YOUR TASK ->
Please copy out each line of the entries in which "RazorpayConfig" appears.
_ _ _
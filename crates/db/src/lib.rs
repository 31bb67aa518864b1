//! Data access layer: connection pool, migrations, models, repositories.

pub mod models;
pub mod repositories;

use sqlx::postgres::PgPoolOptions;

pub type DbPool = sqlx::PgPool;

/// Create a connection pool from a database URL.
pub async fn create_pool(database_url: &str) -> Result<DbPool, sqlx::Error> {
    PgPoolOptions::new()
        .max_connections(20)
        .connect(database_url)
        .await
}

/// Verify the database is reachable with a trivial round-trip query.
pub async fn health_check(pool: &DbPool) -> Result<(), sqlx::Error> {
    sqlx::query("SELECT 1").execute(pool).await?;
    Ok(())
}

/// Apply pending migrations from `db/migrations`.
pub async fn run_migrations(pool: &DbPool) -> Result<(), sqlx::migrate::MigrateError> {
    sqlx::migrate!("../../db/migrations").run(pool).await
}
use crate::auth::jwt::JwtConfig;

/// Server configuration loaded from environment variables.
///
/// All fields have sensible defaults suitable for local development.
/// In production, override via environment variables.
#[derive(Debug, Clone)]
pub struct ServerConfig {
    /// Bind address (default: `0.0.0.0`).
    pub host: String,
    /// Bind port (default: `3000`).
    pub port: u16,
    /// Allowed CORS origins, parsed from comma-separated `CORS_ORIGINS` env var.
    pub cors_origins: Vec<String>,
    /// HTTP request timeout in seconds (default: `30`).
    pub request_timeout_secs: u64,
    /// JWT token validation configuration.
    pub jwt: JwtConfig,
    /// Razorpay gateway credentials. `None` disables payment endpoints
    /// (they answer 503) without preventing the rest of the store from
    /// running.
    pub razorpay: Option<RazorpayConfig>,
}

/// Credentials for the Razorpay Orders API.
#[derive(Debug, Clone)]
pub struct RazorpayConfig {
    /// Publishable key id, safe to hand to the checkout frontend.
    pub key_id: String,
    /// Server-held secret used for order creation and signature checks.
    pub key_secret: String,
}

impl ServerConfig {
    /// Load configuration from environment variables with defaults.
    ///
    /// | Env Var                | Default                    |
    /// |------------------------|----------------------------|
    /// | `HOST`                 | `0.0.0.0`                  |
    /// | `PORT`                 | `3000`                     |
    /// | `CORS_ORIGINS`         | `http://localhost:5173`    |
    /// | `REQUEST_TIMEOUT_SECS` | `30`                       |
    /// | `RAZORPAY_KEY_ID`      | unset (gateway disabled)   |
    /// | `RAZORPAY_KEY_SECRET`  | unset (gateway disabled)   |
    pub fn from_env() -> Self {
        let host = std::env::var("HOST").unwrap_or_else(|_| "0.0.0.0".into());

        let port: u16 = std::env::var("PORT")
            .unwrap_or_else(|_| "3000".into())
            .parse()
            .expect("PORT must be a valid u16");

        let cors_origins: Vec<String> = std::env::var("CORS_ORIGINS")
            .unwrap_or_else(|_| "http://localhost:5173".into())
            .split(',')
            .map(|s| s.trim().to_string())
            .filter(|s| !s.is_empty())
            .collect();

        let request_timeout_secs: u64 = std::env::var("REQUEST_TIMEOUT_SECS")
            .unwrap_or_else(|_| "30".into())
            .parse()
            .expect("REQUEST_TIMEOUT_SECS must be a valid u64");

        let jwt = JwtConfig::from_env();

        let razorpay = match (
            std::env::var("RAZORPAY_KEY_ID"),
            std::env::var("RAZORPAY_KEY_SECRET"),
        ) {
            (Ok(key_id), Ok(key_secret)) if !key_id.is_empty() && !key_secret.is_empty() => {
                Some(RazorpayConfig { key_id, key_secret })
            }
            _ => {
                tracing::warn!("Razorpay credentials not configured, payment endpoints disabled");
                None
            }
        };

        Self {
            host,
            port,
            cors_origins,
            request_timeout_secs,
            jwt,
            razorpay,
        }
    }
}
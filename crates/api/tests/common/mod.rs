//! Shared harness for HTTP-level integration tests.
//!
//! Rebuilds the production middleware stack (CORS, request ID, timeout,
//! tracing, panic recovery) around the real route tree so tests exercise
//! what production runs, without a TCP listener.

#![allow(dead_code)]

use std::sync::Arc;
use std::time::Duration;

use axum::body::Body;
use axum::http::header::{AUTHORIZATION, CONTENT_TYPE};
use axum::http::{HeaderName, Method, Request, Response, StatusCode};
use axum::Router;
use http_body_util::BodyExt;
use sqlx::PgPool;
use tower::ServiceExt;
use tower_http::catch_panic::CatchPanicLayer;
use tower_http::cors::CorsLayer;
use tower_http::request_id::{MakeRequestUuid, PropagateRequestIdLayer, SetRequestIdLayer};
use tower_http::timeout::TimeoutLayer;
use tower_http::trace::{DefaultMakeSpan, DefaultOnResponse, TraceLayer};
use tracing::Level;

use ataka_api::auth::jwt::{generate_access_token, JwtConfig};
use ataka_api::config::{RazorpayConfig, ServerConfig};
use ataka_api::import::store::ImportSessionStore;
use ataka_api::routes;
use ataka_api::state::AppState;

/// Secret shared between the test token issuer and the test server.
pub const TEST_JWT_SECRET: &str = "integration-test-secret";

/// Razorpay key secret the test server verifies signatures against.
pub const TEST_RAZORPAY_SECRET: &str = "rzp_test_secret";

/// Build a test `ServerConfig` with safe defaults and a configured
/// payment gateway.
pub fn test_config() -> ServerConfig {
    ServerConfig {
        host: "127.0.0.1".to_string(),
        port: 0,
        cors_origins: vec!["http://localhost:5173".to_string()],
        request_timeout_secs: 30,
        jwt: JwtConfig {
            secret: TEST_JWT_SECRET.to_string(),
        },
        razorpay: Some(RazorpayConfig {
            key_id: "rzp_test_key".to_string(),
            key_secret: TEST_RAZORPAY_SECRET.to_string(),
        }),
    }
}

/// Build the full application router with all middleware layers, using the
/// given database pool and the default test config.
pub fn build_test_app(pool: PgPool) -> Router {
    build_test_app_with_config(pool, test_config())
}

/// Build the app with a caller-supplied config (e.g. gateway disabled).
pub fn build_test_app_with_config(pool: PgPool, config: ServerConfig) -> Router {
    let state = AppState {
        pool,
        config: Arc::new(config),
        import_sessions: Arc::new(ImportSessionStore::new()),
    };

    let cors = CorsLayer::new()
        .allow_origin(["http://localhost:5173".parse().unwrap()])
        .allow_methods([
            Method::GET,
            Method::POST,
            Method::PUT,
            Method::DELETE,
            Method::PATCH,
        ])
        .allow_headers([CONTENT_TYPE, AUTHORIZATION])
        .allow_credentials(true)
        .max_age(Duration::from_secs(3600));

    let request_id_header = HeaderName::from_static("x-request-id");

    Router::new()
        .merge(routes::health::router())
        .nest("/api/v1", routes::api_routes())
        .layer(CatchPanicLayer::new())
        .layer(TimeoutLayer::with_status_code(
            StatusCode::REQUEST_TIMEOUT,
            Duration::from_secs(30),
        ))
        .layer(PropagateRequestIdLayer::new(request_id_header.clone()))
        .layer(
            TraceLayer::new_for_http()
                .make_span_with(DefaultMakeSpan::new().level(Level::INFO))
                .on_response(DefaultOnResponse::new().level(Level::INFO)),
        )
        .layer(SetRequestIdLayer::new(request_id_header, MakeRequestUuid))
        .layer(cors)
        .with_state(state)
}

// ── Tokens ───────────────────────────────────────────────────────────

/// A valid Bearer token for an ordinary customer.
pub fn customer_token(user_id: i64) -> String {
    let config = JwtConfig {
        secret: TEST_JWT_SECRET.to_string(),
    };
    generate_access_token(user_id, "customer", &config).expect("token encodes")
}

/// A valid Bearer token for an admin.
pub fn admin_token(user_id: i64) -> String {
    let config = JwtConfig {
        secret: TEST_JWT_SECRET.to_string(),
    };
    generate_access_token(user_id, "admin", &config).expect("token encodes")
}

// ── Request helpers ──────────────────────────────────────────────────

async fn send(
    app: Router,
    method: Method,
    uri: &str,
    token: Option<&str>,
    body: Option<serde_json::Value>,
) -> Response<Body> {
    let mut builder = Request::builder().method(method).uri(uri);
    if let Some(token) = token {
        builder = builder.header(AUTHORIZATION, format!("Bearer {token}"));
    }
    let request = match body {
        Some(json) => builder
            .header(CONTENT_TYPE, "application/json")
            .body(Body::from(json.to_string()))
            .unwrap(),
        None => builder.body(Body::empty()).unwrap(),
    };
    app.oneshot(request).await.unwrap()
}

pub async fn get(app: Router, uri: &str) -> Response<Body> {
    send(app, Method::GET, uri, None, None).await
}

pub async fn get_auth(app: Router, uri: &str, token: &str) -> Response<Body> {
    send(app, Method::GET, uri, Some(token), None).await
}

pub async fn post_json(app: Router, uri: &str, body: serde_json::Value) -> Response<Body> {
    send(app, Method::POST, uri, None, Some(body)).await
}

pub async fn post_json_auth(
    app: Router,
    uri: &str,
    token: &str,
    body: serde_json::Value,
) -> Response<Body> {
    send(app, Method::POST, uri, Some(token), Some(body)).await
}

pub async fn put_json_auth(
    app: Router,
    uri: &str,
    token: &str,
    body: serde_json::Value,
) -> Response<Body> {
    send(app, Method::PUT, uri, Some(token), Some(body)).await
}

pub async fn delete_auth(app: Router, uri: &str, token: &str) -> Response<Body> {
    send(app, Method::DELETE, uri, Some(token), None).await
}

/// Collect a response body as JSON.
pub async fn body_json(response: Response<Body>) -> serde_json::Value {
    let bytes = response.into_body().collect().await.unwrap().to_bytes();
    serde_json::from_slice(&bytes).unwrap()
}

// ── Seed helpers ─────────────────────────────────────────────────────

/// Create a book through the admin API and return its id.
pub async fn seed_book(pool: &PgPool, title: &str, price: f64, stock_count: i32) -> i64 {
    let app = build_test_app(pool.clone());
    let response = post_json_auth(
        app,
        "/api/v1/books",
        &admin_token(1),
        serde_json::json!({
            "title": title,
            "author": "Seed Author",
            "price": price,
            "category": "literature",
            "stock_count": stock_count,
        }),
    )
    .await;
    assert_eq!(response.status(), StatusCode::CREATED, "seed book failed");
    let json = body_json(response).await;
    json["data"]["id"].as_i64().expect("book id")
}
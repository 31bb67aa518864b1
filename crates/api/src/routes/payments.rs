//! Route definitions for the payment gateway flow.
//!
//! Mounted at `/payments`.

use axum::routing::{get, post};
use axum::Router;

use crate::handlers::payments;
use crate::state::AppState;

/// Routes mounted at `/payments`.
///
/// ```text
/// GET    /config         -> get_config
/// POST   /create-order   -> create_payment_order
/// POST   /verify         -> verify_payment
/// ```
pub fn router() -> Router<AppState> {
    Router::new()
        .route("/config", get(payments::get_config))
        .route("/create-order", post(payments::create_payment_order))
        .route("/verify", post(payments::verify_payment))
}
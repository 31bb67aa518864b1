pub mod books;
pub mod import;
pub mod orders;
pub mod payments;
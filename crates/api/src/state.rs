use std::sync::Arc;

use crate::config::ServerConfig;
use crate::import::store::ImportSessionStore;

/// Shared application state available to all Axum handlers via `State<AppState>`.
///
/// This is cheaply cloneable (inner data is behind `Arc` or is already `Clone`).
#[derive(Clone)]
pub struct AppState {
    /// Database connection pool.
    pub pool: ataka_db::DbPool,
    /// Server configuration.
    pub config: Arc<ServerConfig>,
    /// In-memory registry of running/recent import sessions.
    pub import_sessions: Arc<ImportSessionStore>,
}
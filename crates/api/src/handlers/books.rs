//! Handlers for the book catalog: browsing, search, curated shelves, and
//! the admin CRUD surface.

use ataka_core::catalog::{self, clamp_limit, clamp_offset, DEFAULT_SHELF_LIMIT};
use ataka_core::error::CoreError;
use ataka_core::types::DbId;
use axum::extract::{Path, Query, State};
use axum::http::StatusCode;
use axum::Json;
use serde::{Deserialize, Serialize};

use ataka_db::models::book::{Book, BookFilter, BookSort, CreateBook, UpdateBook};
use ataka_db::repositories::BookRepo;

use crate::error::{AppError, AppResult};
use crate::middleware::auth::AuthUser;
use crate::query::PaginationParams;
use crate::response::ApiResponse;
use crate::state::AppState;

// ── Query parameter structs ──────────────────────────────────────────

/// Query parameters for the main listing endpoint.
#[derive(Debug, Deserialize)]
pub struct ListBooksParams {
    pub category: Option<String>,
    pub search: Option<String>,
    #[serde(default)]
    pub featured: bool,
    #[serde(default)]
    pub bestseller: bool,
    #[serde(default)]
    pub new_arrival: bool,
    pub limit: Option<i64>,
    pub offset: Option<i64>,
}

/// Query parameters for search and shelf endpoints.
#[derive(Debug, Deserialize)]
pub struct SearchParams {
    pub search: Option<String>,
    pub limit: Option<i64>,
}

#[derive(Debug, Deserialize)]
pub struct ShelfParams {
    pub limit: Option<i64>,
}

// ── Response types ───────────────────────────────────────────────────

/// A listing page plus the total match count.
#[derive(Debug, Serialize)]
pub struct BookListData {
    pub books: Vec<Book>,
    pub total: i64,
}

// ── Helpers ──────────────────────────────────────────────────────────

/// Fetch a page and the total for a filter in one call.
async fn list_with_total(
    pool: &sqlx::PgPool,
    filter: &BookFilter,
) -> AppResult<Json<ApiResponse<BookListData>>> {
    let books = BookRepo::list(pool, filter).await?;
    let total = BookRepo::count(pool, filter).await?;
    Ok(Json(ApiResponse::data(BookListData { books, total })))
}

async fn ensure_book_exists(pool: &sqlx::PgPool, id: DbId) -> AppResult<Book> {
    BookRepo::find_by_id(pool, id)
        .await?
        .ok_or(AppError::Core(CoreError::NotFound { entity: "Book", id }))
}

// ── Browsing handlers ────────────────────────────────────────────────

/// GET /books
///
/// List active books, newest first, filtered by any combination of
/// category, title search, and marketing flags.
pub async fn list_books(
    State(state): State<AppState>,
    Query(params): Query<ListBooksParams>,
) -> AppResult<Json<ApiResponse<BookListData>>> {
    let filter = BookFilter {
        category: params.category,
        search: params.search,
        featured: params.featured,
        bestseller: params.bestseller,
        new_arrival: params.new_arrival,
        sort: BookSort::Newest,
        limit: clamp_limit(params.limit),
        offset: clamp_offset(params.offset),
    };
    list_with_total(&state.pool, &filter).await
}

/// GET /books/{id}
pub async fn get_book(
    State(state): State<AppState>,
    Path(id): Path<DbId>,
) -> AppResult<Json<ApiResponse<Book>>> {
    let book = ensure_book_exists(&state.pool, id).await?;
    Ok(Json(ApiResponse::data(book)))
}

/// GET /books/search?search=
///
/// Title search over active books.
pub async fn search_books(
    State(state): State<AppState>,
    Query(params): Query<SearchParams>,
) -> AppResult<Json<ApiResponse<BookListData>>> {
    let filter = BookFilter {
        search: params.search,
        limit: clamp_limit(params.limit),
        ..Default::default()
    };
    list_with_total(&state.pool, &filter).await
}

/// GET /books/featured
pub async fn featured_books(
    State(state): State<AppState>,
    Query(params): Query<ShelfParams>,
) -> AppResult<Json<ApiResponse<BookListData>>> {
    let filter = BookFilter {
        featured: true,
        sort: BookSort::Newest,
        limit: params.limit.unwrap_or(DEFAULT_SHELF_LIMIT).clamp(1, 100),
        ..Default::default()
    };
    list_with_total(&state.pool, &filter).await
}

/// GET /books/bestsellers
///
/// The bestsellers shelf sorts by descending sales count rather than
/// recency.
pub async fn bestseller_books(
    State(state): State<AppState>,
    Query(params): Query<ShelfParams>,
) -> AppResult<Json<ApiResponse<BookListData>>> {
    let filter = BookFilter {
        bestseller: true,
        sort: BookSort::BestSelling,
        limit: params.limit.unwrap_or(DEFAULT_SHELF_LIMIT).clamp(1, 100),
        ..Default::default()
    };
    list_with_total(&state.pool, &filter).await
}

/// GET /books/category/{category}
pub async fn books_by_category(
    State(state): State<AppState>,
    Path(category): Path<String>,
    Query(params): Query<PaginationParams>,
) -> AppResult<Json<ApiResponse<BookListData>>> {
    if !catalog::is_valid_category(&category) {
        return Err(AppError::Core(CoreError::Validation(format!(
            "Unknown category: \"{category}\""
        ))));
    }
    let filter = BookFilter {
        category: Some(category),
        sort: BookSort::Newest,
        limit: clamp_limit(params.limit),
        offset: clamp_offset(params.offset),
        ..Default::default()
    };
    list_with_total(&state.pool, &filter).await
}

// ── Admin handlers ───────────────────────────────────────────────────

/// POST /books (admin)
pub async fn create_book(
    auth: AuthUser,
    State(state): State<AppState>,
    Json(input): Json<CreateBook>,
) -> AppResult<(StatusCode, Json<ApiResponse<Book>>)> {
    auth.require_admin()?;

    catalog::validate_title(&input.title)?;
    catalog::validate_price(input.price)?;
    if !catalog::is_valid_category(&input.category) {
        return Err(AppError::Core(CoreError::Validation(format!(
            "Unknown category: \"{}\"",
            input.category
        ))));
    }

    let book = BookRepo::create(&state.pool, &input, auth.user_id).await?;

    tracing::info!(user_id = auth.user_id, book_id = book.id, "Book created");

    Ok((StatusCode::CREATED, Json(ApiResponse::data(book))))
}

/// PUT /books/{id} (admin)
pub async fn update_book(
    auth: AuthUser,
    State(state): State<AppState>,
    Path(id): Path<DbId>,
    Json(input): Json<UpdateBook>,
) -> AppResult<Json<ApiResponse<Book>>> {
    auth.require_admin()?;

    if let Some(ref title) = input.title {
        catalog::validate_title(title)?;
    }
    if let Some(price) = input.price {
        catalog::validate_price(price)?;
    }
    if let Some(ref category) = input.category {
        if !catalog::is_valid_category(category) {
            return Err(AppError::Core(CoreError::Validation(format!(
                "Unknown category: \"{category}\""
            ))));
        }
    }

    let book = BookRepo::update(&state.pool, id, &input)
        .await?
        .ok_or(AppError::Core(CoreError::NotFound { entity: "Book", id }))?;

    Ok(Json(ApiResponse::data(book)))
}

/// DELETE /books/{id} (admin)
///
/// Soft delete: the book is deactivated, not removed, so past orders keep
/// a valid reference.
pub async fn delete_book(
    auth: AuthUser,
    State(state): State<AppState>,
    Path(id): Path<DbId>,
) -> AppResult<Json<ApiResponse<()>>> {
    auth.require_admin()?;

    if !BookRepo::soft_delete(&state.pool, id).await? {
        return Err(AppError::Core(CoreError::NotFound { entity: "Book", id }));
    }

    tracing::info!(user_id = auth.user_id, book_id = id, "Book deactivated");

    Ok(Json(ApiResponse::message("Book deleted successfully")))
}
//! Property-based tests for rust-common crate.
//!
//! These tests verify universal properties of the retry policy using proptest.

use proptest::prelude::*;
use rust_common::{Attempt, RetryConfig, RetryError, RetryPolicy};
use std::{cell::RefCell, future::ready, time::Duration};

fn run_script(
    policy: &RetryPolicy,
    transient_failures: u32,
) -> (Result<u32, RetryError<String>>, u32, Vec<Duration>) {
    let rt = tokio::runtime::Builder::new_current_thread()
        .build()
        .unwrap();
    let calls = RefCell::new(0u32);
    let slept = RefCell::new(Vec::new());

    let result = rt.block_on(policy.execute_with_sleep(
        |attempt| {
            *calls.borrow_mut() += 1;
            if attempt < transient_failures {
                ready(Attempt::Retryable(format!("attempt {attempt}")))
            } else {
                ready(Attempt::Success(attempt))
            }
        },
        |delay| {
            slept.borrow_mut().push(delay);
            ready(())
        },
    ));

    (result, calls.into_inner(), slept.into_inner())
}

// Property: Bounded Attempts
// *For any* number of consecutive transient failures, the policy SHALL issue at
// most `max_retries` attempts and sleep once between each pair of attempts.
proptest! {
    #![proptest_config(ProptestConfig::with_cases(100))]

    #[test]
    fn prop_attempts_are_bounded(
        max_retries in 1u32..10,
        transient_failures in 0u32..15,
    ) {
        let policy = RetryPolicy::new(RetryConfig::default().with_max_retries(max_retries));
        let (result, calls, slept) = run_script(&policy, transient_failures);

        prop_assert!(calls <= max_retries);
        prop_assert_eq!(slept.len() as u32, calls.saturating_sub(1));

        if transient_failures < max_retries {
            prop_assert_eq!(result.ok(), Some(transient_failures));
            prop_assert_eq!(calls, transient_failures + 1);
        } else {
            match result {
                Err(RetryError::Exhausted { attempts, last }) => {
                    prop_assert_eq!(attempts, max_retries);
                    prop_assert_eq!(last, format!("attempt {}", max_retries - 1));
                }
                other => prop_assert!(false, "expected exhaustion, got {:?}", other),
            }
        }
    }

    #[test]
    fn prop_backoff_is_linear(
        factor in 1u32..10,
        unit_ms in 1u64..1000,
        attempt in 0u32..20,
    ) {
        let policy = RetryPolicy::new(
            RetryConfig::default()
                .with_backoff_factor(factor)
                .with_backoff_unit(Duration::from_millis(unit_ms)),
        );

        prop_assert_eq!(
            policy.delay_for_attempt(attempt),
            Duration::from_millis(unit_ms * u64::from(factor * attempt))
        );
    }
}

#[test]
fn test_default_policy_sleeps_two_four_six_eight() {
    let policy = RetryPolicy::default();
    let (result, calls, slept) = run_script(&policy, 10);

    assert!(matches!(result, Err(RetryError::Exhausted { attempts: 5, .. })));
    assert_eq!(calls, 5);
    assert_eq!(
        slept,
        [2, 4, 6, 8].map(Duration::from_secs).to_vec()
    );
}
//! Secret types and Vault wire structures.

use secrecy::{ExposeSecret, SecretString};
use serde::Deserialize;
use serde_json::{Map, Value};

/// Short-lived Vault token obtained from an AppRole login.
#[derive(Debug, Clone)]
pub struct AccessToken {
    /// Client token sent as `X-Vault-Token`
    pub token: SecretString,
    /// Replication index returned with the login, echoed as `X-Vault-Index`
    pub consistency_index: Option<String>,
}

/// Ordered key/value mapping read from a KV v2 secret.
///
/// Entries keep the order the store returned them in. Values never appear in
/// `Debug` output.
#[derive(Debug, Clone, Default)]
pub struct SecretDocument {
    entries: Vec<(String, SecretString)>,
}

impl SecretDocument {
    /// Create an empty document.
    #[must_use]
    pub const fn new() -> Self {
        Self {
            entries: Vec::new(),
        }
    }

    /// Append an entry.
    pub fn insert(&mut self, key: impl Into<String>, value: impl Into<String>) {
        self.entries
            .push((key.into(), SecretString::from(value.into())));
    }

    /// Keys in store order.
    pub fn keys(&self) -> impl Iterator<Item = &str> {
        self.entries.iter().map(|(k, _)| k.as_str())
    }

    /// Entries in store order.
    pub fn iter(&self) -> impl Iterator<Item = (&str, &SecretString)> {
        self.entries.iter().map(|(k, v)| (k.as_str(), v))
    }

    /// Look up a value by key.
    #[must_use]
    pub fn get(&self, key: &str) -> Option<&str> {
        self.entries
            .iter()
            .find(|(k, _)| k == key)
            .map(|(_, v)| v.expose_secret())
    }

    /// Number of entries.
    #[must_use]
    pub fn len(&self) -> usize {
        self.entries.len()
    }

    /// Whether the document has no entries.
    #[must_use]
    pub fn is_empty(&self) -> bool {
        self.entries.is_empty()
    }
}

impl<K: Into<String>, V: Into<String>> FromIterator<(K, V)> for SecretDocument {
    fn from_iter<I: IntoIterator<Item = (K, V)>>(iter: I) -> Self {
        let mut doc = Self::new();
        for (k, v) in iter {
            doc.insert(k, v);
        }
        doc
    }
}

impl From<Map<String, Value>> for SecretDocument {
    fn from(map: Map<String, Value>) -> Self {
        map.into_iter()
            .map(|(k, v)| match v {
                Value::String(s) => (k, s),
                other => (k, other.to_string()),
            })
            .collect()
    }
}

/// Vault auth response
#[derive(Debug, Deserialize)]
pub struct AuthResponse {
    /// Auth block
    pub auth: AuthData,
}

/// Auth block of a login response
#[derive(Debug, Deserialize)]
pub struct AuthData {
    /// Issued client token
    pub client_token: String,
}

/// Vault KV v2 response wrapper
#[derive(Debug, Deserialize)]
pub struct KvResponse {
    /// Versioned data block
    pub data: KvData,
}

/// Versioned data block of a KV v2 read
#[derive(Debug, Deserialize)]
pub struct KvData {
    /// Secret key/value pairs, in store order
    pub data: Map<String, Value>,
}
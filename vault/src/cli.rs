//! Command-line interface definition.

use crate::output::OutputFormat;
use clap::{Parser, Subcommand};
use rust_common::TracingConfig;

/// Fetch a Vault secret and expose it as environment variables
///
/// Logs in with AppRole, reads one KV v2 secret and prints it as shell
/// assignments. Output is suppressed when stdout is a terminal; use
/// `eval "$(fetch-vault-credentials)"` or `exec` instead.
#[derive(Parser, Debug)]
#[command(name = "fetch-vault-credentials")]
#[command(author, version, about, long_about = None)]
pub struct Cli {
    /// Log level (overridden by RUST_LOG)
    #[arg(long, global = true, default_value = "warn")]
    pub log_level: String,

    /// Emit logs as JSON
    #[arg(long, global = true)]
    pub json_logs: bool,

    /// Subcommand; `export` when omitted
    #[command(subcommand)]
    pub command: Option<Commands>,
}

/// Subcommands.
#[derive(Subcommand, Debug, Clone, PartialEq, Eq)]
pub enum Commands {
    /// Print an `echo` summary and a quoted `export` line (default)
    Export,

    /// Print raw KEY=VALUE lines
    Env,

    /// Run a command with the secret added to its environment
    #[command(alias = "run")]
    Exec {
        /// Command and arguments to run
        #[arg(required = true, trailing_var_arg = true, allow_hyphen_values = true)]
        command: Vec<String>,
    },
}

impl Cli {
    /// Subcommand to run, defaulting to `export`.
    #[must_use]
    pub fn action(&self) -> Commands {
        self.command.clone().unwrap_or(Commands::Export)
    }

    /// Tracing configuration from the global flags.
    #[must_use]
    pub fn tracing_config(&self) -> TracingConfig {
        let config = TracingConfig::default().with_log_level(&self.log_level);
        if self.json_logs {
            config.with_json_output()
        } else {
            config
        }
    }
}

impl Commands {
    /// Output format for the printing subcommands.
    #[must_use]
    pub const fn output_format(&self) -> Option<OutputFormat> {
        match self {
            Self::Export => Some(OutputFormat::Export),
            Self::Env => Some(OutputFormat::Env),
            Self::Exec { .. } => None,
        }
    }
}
_ _ _
OUTPUT ->
    pub razorpay: Option<RazorpayConfig>,
pub struct RazorpayConfig {
                Some(RazorpayConfig { key_id, key_secret })
use ataka_api::config::{RazorpayConfig, ServerConfig};
        razorpay: Some(RazorpayConfig {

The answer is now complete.